Yancoal is increasing $2.5 Billion to invest its purchase of Rio Tinto’s Australian coal mine, less than had recently been assumed thanks to FTSE 100 Glencore’s involvement the previous week.
Australia-listed Yancoal said it was introducing an “entitlement offer” to grow $2.35 Billion, a Chinese coal miner owned by state-backed entities Yanzhou, supporting for $1 Billion. The excess cash will be invested through a shared planning to raise $150m, Yancoal said.
The whole Yancoal needs to support for its purchase of a majority stake in Coal & Allied is less than it had previously anticipated, though.
Doubts had previously been voiced over whether debt-laden Yancoal would be able to achieve the $2.69bn acquisition of the stake from Rio Tinto and talks had transported on since January.
Glencore showed an advantage in the mines last month, sparking a bidding war between the pair, with Glencore pointing to its coal mines alongside to those held by Rio, but Yancoal outlasting Rio’s preferred bidder.

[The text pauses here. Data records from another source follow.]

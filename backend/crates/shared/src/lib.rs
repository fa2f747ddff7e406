//! Shared Kernel - Domain-crossing minimal core
//!
//! This crate contains the "smallest core" shared by every farmer-service crate:
//! - Common error types and result aliases
//! - The wall-clock abstraction used for liveness and freshness decisions
//!
//! **Design Principle**: Only include things that are "hard to change"
//! and have consistent meaning across all domains.

pub mod error {
    pub mod app_error;
    pub mod conversions;
    pub mod kind;
}
pub mod clock;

Yancoal’s offer was abruptly admitted by Rio, but in a surprise twist, Yancoal agreed into an agreement with Glencore last week, branded “the best of both worlds” by analysts. Glencore agreed to buy a 49pc stake in Coal & Allied for $1.1bn, part of which was acquired from Yancoal and the rest from Japanese corporation Mitsubishi, which owned 32pc of the mine. Meaning, Yancoal needs to increase less for the contract with Rio to complete.
Yancoal had also agreed to enter into a joint venture with Glencore for the pair to handle the Australian mines, located in New South Wales, together. Glencore is selecting the control team. Yancoal on Tuesday night said its takeover continues subject to acceptance by its backer Yanzhou’s shareholders, but that it expects the agreement to make within the third semester of 2017.